Re: unicode escapes in prefix names

Hi Andy,

On 22 Nov 2011, at 21:04, Andy Seaborne wrote:
> With a goal of maximising compatibility between Turtle and SPARQL, maximising compatibility from both heritiages is important.
> 
> SPARQL 1.0 allows \u in prefix names (and in fact uniformly)

Allowing escapes everywhere was a design mistake in SPARQL 1.0 IMHO. I was looking forward to seeing this fixed in 1.1.

> SPARQL is already changing to accommodate Turtle in a major way for implementers

I would argue that SPARQL is changing to avoid a security risk in SPARQL Update:
http://lists.w3.org/Archives/Public/public-rdf-dawg-comments/2011Aug/0010.html

> Turtle can make a smaller change to accommodate SPARQL.
> (smaller because it does not change the design of a Turtle parser as it does to a SPARQL one)

Turtle would thereby acquire the same security risk.

Transmitting potentially sensitive information in a format that supports obfuscation of element boundaries is not a good idea. I'm not aware of a single other format besides SPARQL 1.0 that has this “feature”. Turtle should not support obfuscation of element boundaries.

> More inline - some of your examples are about %-encoding in prefixed names and not about unicode escapes.

They are real-world examples taken from DBpedia, the poster child of RDF datasets. Yes of course they are about %-encoding and the fact that DBpedia uses %-encoded characters in IRIs where it doesn't have to. Such is the state of deployed reality. The examples illustrate the complexity that users already have to deal with regarding a rather simple question – how to deal with the “É” in “Éire” when figuring out how to query DBpedia. This is the reason why any additional complexity should be motivated by benefits to users and document authors, not by dependencies between specs or modest implementation issues.

>> As it stands, none of the following IRIs can be written as prefixed
>> names – they all have to be written as full IRIs:
>> 
>> 1.<%C3%89ire>
> 
> This isn't about encoding.

Right – it's about the complexity that authors already face in this area.

>> 2.<search?q=eire>
>> 3.<Galway,_Ireland>
>> 4.<Éire>  if you don't know how to type É but know that you can use \u00C9 instead
> 
> Aside from the fact it's relative, why not?

Because xxx:\u00C9ire is not a valid prefixed name (in Turtle – it is in SPARQL 1.0).

>> 5.<U.S.>
> 
> What have trailing dots got to do with unicode escapes?
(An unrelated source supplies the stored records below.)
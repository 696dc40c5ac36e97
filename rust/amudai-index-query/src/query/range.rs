//! Range predicates over the ordered term dictionary.
//!
//! A range is evaluated in one of two ways, chosen when the node is built:
//! - through the source's native range cursor, if the source offers one and
//!   [`QueryOptions::prefer_native_range`] is set;
//! - otherwise by expanding the bounds into the matching dictionary terms and
//!   evaluating a disjunction over them.

use std::{fmt, ops::Bound};

use amudai_common::{Result, verify_predicate};

use crate::{
    cancellation::CancellationToken,
    iterator::DocIdIterator,
    options::QueryOptions,
    posting::{FieldId, SegmentContext},
};

use super::{DisjunctionQuery, Query, QueryIterator, TermIterator, TermQuery};

/// Returns `true` if no string can satisfy both bounds.
pub(crate) fn is_empty_range(lower: Bound<&str>, upper: Bound<&str>) -> bool {
    match (lower, upper) {
        (Bound::Included(l), Bound::Included(u)) => l > u,
        (Bound::Included(l), Bound::Excluded(u))
        | (Bound::Excluded(l), Bound::Included(u))
        | (Bound::Excluded(l), Bound::Excluded(u)) => l >= u,
        _ => false,
    }
}

fn bound_str(bound: &Bound<String>) -> Bound<&str> {
    bound.as_ref().map(String::as_str)
}

enum RangePlan {
    Empty,
    Native { cost: u64 },
    Expanded(Box<Query>),
}

/// Matches the rows whose `field` contains a term within the bounds.
pub struct RangeQuery {
    segment: SegmentContext,
    field: FieldId,
    lower: Bound<String>,
    upper: Bound<String>,
    plan: RangePlan,
}

impl RangeQuery {
    /// Resolves the range against the segment's term dictionary.
    ///
    /// Fails with `InvalidPredicate` if the expansion exceeds
    /// [`QueryOptions::max_range_terms`].
    pub fn new(
        segment: SegmentContext,
        field: FieldId,
        lower: Bound<String>,
        upper: Bound<String>,
        options: &QueryOptions,
    ) -> Result<RangeQuery> {
        let plan = Self::plan(
            &segment,
            field,
            bound_str(&lower),
            bound_str(&upper),
            options,
        )?;
        Ok(RangeQuery {
            segment,
            field,
            lower,
            upper,
            plan,
        })
    }

    fn plan(
        segment: &SegmentContext,
        field: FieldId,
        lower: Bound<&str>,
        upper: Bound<&str>,
        options: &QueryOptions,
    ) -> Result<RangePlan> {
        if is_empty_range(lower, upper) {
            return Ok(RangePlan::Empty);
        }
        let source = segment.source();
        if options.prefer_native_range && source.supports_native_range(field) {
            let cost = source
                .range_doc_freq(field, lower, upper)?
                .min(segment.row_count() as u64);
            log::debug!("range on field {field} uses the native range cursor, cost={cost}");
            return Ok(RangePlan::Native { cost });
        }

        let terms = source.terms_in_range(field, lower, upper)?;
        verify_predicate!(
            terms.len() <= options.max_range_terms,
            "range on field {field} expands to {} terms, the limit is {}",
            terms.len(),
            options.max_range_terms
        );
        log::debug!("range on field {field} expands to {} terms", terms.len());

        let mut children = Vec::with_capacity(terms.len());
        for term in terms {
            children.push(TermQuery::new(segment.clone(), field, term)?.into_query());
        }
        if children.len() <= 1 {
            return Ok(match children.pop() {
                Some(term) => RangePlan::Expanded(Box::new(term)),
                None => RangePlan::Empty,
            });
        }
        let expanded = if options.prune_empty_disjuncts {
            DisjunctionQuery::new_pruned(children)?
        } else {
            DisjunctionQuery::new(children)?
        };
        Ok(RangePlan::Expanded(Box::new(expanded.into_query())))
    }

    pub fn into_query(self) -> Query {
        Query::Range(self)
    }

    pub fn segment(&self) -> &SegmentContext {
        &self.segment
    }

    pub fn field(&self) -> FieldId {
        self.field
    }

    pub fn lower(&self) -> Bound<&str> {
        bound_str(&self.lower)
    }

    pub fn upper(&self) -> Bound<&str> {
        bound_str(&self.upper)
    }

    /// Returns `true` if the range is evaluated through a native range cursor.
    pub fn is_native(&self) -> bool {
        matches!(self.plan, RangePlan::Native { .. })
    }

    pub fn cost(&self) -> u64 {
        match &self.plan {
            RangePlan::Empty => 0,
            RangePlan::Native { cost } => *cost,
            RangePlan::Expanded(query) => query.cost(),
        }
    }

    pub fn iterator(&self, cancel: &CancellationToken) -> Result<QueryIterator> {
        match &self.plan {
            RangePlan::Empty => Ok(QueryIterator::empty()),
            RangePlan::Native { .. } => {
                let cursor =
                    self.segment
                        .source()
                        .open_range(self.field, self.lower(), self.upper())?;
                Ok(QueryIterator::Term(TermIterator::new(cursor)))
            }
            RangePlan::Expanded(query) => query.iterator_with(cancel),
        }
    }
}

impl fmt::Display for RangeQuery {
    fn fmt(&self, f: &mut fmt::Formatter<'_>) -> fmt::Result {
        let open = match &self.lower {
            Bound::Included(l) => format!("[{l:?}"),
            Bound::Excluded(l) => format!("({l:?}"),
            Bound::Unbounded => "(*".to_string(),
        };
        let close = match &self.upper {
            Bound::Included(u) => format!("{u:?}]"),
            Bound::Excluded(u) => format!("{u:?})"),
            Bound::Unbounded => "*)".to_string(),
        };
        let mode = match &self.plan {
            RangePlan::Empty => "empty",
            RangePlan::Native { .. } => "native",
            RangePlan::Expanded(_) => "expanded",
        };
        write!(
            f,
            "range({}:{open}..{close}, {mode}, cost={})",
            self.field,
            self.cost()
        )
    }
}

#[cfg(test)]
mod tests {
    use std::{
        ops::Bound,
        sync::{
            Arc,
            atomic::{AtomicUsize, Ordering},
        },
    };

    use amudai_common::{Result, error::ErrorKind};

    use super::{RangeQuery, is_empty_range};
    use crate::{
        iterator::DocIds,
        memory::MemoryPostingSource,
        options::QueryOptions,
        posting::{FieldId, PostingCursor, PostingSource, SegmentContext},
        query::Query,
    };

    fn segment(native: bool) -> SegmentContext {
        let source = MemoryPostingSource::builder()
            .add_posting(FieldId(0), "2024-01", [0, 4])
            .add_posting(FieldId(0), "2024-02", [1, 4])
            .add_posting(FieldId(0), "2024-03", [2])
            .add_posting(FieldId(0), "2024-04", [3, 5])
            .native_range(native)
            .build()
            .unwrap();
        SegmentContext::new(Arc::new(source), 6).unwrap()
    }

    fn range(segment: SegmentContext, lower: Bound<&str>, upper: Bound<&str>) -> RangeQuery {
        RangeQuery::new(
            segment,
            FieldId(0),
            lower.map(str::to_string),
            upper.map(str::to_string),
            &QueryOptions::default(),
        )
        .unwrap()
    }

    fn collect(query: &Query) -> Vec<u32> {
        DocIds::new(query.iterator().unwrap())
            .collect::<amudai_common::Result<Vec<_>>>()
            .unwrap()
    }

    #[test]
    fn test_empty_range_detection() {
        assert!(is_empty_range(Bound::Included("b"), Bound::Included("a")));
        assert!(is_empty_range(Bound::Included("a"), Bound::Excluded("a")));
        assert!(is_empty_range(Bound::Excluded("a"), Bound::Excluded("a")));
        assert!(!is_empty_range(Bound::Included("a"), Bound::Included("a")));
        assert!(!is_empty_range(Bound::Unbounded, Bound::Excluded("a")));
    }

    #[test]
    fn test_expanded_and_native_agree() {
        for native in [false, true] {
            let query = range(
                segment(native),
                Bound::Included("2024-02"),
                Bound::Excluded("2024-04"),
            );
            assert_eq!(query.is_native(), native);
            assert_eq!(query.cost(), 3);
            assert_eq!(collect(&query.into_query()), vec![1, 2, 4]);
        }
    }

    /// Forwards to an in-memory source and counts the native cursors opened.
    struct CountingSource {
        inner: MemoryPostingSource,
        range_opens: AtomicUsize,
    }

    impl PostingSource for CountingSource {
        fn open(&self, field: FieldId, term: &str) -> Result<Option<Box<dyn PostingCursor>>> {
            self.inner.open(field, term)
        }

        fn terms_in_range(
            &self,
            field: FieldId,
            lower: Bound<&str>,
            upper: Bound<&str>,
        ) -> Result<Vec<String>> {
            self.inner.terms_in_range(field, lower, upper)
        }

        fn supports_native_range(&self, field: FieldId) -> bool {
            self.inner.supports_native_range(field)
        }

        fn open_range(
            &self,
            field: FieldId,
            lower: Bound<&str>,
            upper: Bound<&str>,
        ) -> Result<Box<dyn PostingCursor>> {
            self.range_opens.fetch_add(1, Ordering::Relaxed);
            self.inner.open_range(field, lower, upper)
        }

        fn range_doc_freq(
            &self,
            field: FieldId,
            lower: Bound<&str>,
            upper: Bound<&str>,
        ) -> Result<u64> {
            self.inner.range_doc_freq(field, lower, upper)
        }
    }

    #[test]
    fn test_native_range_opens_one_cursor() {
        let source = Arc::new(CountingSource {
            inner: MemoryPostingSource::builder()
                .add_posting(FieldId(0), "a", [0, 2])
                .add_posting(FieldId(0), "b", [1])
                .add_posting(FieldId(0), "c", [3])
                .native_range(true)
                .build()
                .unwrap(),
            range_opens: AtomicUsize::new(0),
        });
        let segment = SegmentContext::new(source.clone(), 4).unwrap();
        let query = range(segment, Bound::Included("a"), Bound::Included("b"));
        assert!(query.is_native());
        assert_eq!(query.cost(), 3);
        assert_eq!(source.range_opens.load(Ordering::Relaxed), 0);

        assert_eq!(collect(&query.into_query()), vec![0, 1, 2]);
        assert_eq!(source.range_opens.load(Ordering::Relaxed), 1);
    }

    #[test]
    fn test_unbounded_range() {
        let query = range(segment(false), Bound::Excluded("2024-01"), Bound::Unbounded);
        assert_eq!(collect(&query.into_query()), vec![1, 2, 3, 4, 5]);
    }

    #[test]
    fn test_inverted_range_matches_nothing() {
        let query = range(
            segment(true),
            Bound::Included("2024-04"),
            Bound::Included("2024-01"),
        );
        assert_eq!(query.cost(), 0);
        assert!(collect(&query.into_query()).is_empty());
    }

    #[test]
    fn test_expansion_limit() {
        let options = QueryOptions {
            max_range_terms: 2,
            ..Default::default()
        };
        let err = RangeQuery::new(
            segment(false),
            FieldId(0),
            Bound::Unbounded,
            Bound::Unbounded,
            &options,
        )
        .err()
        .unwrap();
        assert!(matches!(err.kind(), ErrorKind::InvalidPredicate { .. }));
    }
}
//! Planner-facing predicate descriptions.
//!
//! A [`Predicate`] names fields by their schema name and is independent of any
//! particular segment. It is compiled into a [`Query`](crate::query::Query)
//! tree once per segment by the [`compiler`](crate::compiler), which resolves
//! field names through a [`FieldResolver`].
//!
//! Predicates round-trip through JSON with an `op` tag:
//!
//! ```json
//! { "op": "and", "operands": [
//!     { "op": "term", "field": "level", "term": "error" },
//!     { "op": "not", "operands": [{ "op": "phrase", "field": "msg", "terms": ["timed", "out"] }] }
//! ] }
//! ```

use std::{collections::HashMap, hash::BuildHasher, ops::Bound};

use ahash::AHashMap;
use serde::{Deserialize, Serialize};

use crate::posting::FieldId;

/// A boolean predicate over indexed terms.
#[derive(Debug, Clone, PartialEq, Eq, Serialize, Deserialize)]
#[serde(tag = "op", rename_all = "snake_case")]
pub enum Predicate {
    /// Rows whose `field` contains `term`.
    Term { field: String, term: String },
    /// Rows matched by every operand.
    And { operands: Vec<Predicate> },
    /// Rows matched by at least one operand.
    Or { operands: Vec<Predicate> },
    /// Rows not matched by the operand. Exactly one operand is accepted.
    Not { operands: Vec<Predicate> },
    /// Rows whose `field` contains a term within the bounds.
    Range {
        field: String,
        #[serde(default = "unbounded")]
        lower: Bound<String>,
        #[serde(default = "unbounded")]
        upper: Bound<String>,
    },
    /// Rows whose `field` contains `terms` at consecutive positions.
    Phrase { field: String, terms: Vec<String> },
}

fn unbounded() -> Bound<String> {
    Bound::Unbounded
}

impl Predicate {
    pub fn term(field: impl Into<String>, term: impl Into<String>) -> Predicate {
        Predicate::Term {
            field: field.into(),
            term: term.into(),
        }
    }

    pub fn and(operands: impl IntoIterator<Item = Predicate>) -> Predicate {
        Predicate::And {
            operands: operands.into_iter().collect(),
        }
    }

    pub fn or(operands: impl IntoIterator<Item = Predicate>) -> Predicate {
        Predicate::Or {
            operands: operands.into_iter().collect(),
        }
    }

    pub fn not(operand: Predicate) -> Predicate {
        Predicate::Not {
            operands: vec![operand],
        }
    }

    pub fn range(
        field: impl Into<String>,
        lower: Bound<&str>,
        upper: Bound<&str>,
    ) -> Predicate {
        Predicate::Range {
            field: field.into(),
            lower: lower.map(str::to_string),
            upper: upper.map(str::to_string),
        }
    }

    pub fn phrase<S: Into<String>>(
        field: impl Into<String>,
        terms: impl IntoIterator<Item = S>,
    ) -> Predicate {
        Predicate::Phrase {
            field: field.into(),
            terms: terms.into_iter().map(Into::into).collect(),
        }
    }
}

/// Maps schema field names to the field ids of a segment's inverted index.
///
/// A resolver is shared by parallel segment scans, hence `Send + Sync`.
pub trait FieldResolver: Send + Sync {
    /// Returns `None` if the field is not indexed.
    fn resolve(&self, name: &str) -> Option<FieldId>;
}

impl<S: BuildHasher + Send + Sync> FieldResolver for HashMap<String, FieldId, S> {
    fn resolve(&self, name: &str) -> Option<FieldId> {
        self.get(name).copied()
    }
}

impl FieldResolver for AHashMap<String, FieldId> {
    fn resolve(&self, name: &str) -> Option<FieldId> {
        self.get(name).copied()
    }
}

impl<T: FieldResolver + ?Sized> FieldResolver for &T {
    fn resolve(&self, name: &str) -> Option<FieldId> {
        (**self).resolve(name)
    }
}

#[cfg(test)]
mod tests {
    use std::ops::Bound;

    use ahash::AHashMap;

    use super::{FieldResolver, Predicate};
    use crate::posting::FieldId;

    #[test]
    fn test_json_shape() {
        let predicate = Predicate::and([
            Predicate::term("level", "error"),
            Predicate::not(Predicate::phrase("msg", ["timed", "out"])),
        ]);
        let json = serde_json::to_value(&predicate).unwrap();
        assert_eq!(json["op"], "and");
        assert_eq!(json["operands"][0]["op"], "term");
        assert_eq!(json["operands"][1]["operands"][0]["terms"][1], "out");

        let parsed: Predicate = serde_json::from_value(json).unwrap();
        assert_eq!(parsed, predicate);
    }

    #[test]
    fn test_range_bounds_default_to_unbounded() {
        let parsed: Predicate = serde_json::from_str(
            r#"{ "op": "range", "field": "day", "lower": { "Included": "2024-01-01" } }"#,
        )
        .unwrap();
        assert_eq!(
            parsed,
            Predicate::range("day", Bound::Included("2024-01-01"), Bound::Unbounded)
        );
    }

    #[test]
    fn test_unknown_op_rejected() {
        let parsed = serde_json::from_str::<Predicate>(r#"{ "op": "xor", "operands": [] }"#);
        assert!(parsed.is_err());
    }

    #[test]
    fn test_map_resolver() {
        let mut fields = AHashMap::new();
        fields.insert("msg".to_string(), FieldId(3));
        assert_eq!(fields.resolve("msg"), Some(FieldId(3)));
        assert_eq!((&fields).resolve("other"), None);
    }
}
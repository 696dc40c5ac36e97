//! Phrase matching: a conjunction of terms with a positional adjacency check.
//!
//! Candidate documents come from a leapfrog join over the term cursors. A
//! candidate is accepted only if there is a start position `p` such that the
//! `i`-th phrase term occurs at position `p + i`. This is the only evaluator
//! that reads payload beyond plain document ids.

use std::fmt;

use amudai_common::{Result, verify_predicate};

use crate::{
    cancellation::CancellationToken,
    iterator::{DocId, DocIdIterator, IterState, NO_MORE_DOCS},
    posting::{FieldId, SegmentContext},
};

use super::{
    Query, QueryIterator, TermIterator, TermQuery, conjunction::leapfrog, cost::CachedCost,
};

/// Matches the rows whose `field` contains `terms` at consecutive positions.
pub struct PhraseQuery {
    segment: SegmentContext,
    field: FieldId,
    terms: Vec<TermQuery>,
    cost: CachedCost,
}

impl PhraseQuery {
    /// Resolves every phrase term. Fails with `InvalidPredicate` if `terms` is
    /// empty.
    pub fn new<S: Into<String>>(
        segment: SegmentContext,
        field: FieldId,
        terms: impl IntoIterator<Item = S>,
    ) -> Result<PhraseQuery> {
        let mut resolved = Vec::new();
        for term in terms {
            resolved.push(TermQuery::new(segment.clone(), field, term)?);
        }
        verify_predicate!(!resolved.is_empty(), "phrase on field {field} has no terms");
        Ok(PhraseQuery {
            segment,
            field,
            terms: resolved,
            cost: CachedCost::new(),
        })
    }

    pub fn into_query(self) -> Query {
        Query::Phrase(self)
    }

    pub fn segment(&self) -> &SegmentContext {
        &self.segment
    }

    pub fn field(&self) -> FieldId {
        self.field
    }

    pub fn terms(&self) -> impl Iterator<Item = &str> {
        self.terms.iter().map(TermQuery::term)
    }

    /// The rarest term bounds the number of phrase matches. An absent term
    /// makes the phrase empty.
    pub fn cost(&self) -> u64 {
        self.cost.get_or_compute(|| {
            self.terms
                .iter()
                .map(TermQuery::cost)
                .min()
                .unwrap_or(0)
        })
    }

    pub fn iterator(&self, cancel: &CancellationToken) -> Result<QueryIterator> {
        if self.terms.len() == 1 {
            return self.terms[0].iterator();
        }
        let mut terms = Vec::with_capacity(self.terms.len());
        for (offset, term) in self.terms.iter().enumerate() {
            match term.open()? {
                Some(iter) => terms.push(PhraseTerm {
                    offset: offset as u32,
                    iter,
                }),
                None => return Ok(QueryIterator::empty()),
            }
        }
        terms.sort_by_key(|term| term.iter.cost());
        Ok(QueryIterator::Phrase(Box::new(PhraseIterator {
            terms,
            doc: NO_MORE_DOCS,
            cost: self.cost(),
            state: IterState::Unstarted,
            cancel: cancel.clone(),
        })))
    }
}

impl fmt::Display for PhraseQuery {
    fn fmt(&self, f: &mut fmt::Formatter<'_>) -> fmt::Result {
        let phrase = self.terms().collect::<Vec<_>>().join(" ");
        write!(f, "phrase({}:{phrase:?}, cost={})", self.field, self.cost())
    }
}

/// A phrase term cursor together with its offset within the phrase.
struct PhraseTerm {
    offset: u32,
    iter: TermIterator,
}

impl DocIdIterator for PhraseTerm {
    #[inline]
    fn doc_id(&self) -> DocId {
        self.iter.doc_id()
    }

    #[inline]
    fn next_doc(&mut self) -> Result<DocId> {
        self.iter.next_doc()
    }

    #[inline]
    fn advance(&mut self, target: DocId) -> Result<DocId> {
        self.iter.advance(target)
    }

    #[inline]
    fn cost(&self) -> u64 {
        self.iter.cost()
    }
}

/// Leapfrog join over the phrase terms followed by position verification.
pub struct PhraseIterator {
    /// Phrase terms ordered by ascending cost.
    terms: Vec<PhraseTerm>,
    doc: DocId,
    cost: u64,
    state: IterState,
    cancel: CancellationToken,
}

impl PhraseIterator {
    fn settle(&mut self, doc: DocId) -> DocId {
        self.doc = doc;
        self.state = if doc == NO_MORE_DOCS {
            IterState::Exhausted
        } else {
            IterState::Positioned
        };
        doc
    }

    /// Returns the first id `>= candidate` where all terms co-occur in
    /// phrase order.
    fn find_match(&mut self, mut candidate: DocId) -> Result<DocId> {
        loop {
            let doc = leapfrog(&mut self.terms, candidate, &self.cancel)?;
            if doc == NO_MORE_DOCS {
                return Ok(self.settle(NO_MORE_DOCS));
            }
            if self.is_adjacent()? {
                return Ok(self.settle(doc));
            }
            candidate = self.terms[0].next_doc()?;
            if candidate == NO_MORE_DOCS {
                return Ok(self.settle(NO_MORE_DOCS));
            }
        }
    }

    /// Checks the positions of the document all terms are positioned on.
    fn is_adjacent(&mut self) -> Result<bool> {
        let mut starts: Vec<u32> = Vec::new();
        for (i, term) in self.terms.iter_mut().enumerate() {
            let positions = term.iter.position_list()?;
            if i == 0 {
                starts = positions
                    .iter()
                    .filter_map(|&pos| pos.checked_sub(term.offset))
                    .collect();
            } else {
                let offset = term.offset;
                starts.retain(|&start| {
                    start
                        .checked_add(offset)
                        .is_some_and(|pos| positions.binary_search(&pos).is_ok())
                });
            }
            if starts.is_empty() {
                return Ok(false);
            }
        }
        Ok(true)
    }
}

impl DocIdIterator for PhraseIterator {
    #[inline]
    fn doc_id(&self) -> DocId {
        self.doc
    }

    fn next_doc(&mut self) -> Result<DocId> {
        if self.state.is_exhausted() {
            return Ok(NO_MORE_DOCS);
        }
        let candidate = self.terms[0].next_doc()?;
        if candidate == NO_MORE_DOCS {
            return Ok(self.settle(NO_MORE_DOCS));
        }
        self.find_match(candidate)
    }

    fn advance(&mut self, target: DocId) -> Result<DocId> {
        match self.state {
            IterState::Exhausted => Ok(NO_MORE_DOCS),
            IterState::Positioned if self.doc >= target => Ok(self.doc),
            _ => self.find_match(target),
        }
    }

    #[inline]
    fn cost(&self) -> u64 {
        self.cost
    }
}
They are both examples of stuff that prevents prefixed names from being an *all-purpose* IRI abbreviation mechanism.

>> 6.<United%20Kingdom>
> 
> use of % - not about unicode escapes.

Ditto. The point is that only a very limited range of IRIs can be abbreviated using prefixed names (I gave six examples where a reasonable person might expect it to work but it doesn't), and users don't actually benefit from a change that makes *one* of those many cases work.

Without a benefit to users, I don't see the case for a backwards compatibility breaking change to Turtle.

> My suggestion is not expanding the range of characters that are, or are not, allowed in a prefix name but I'm open to adding %xx.

This would make a second example work, while the four others still don't.

As long as most IRIs can't be usefully abbreviated with prefixed names, it's a fundamental mistake to think of prefixed names as an all-purpose IRI abbreviation mechanism. It just isn't. It's a feature for abbreviating IRIs that have been designed with the feature in mind. (I may be refuting a point here that you didn't make but others did when asking for the same feature.)

>> The proposal adds a whole bunch of complexity to the story that one
>> needs to tell to explain how the hell prefixed names work, and what
>> we get in return is a solution for the case that matters least –
>> number 4 – while all the others still don't work and require falling
>> back to full IRIs.
> 
> What about compatibility?

Compatibility? Between what and what? SPARQL and Turtle? That can be achieved by SPARQL 1.1 matching Turtle's (Team Submission) behaviour.

Best,
Richard

Received on Tuesday, 22 November 2011 23:42:17 UTC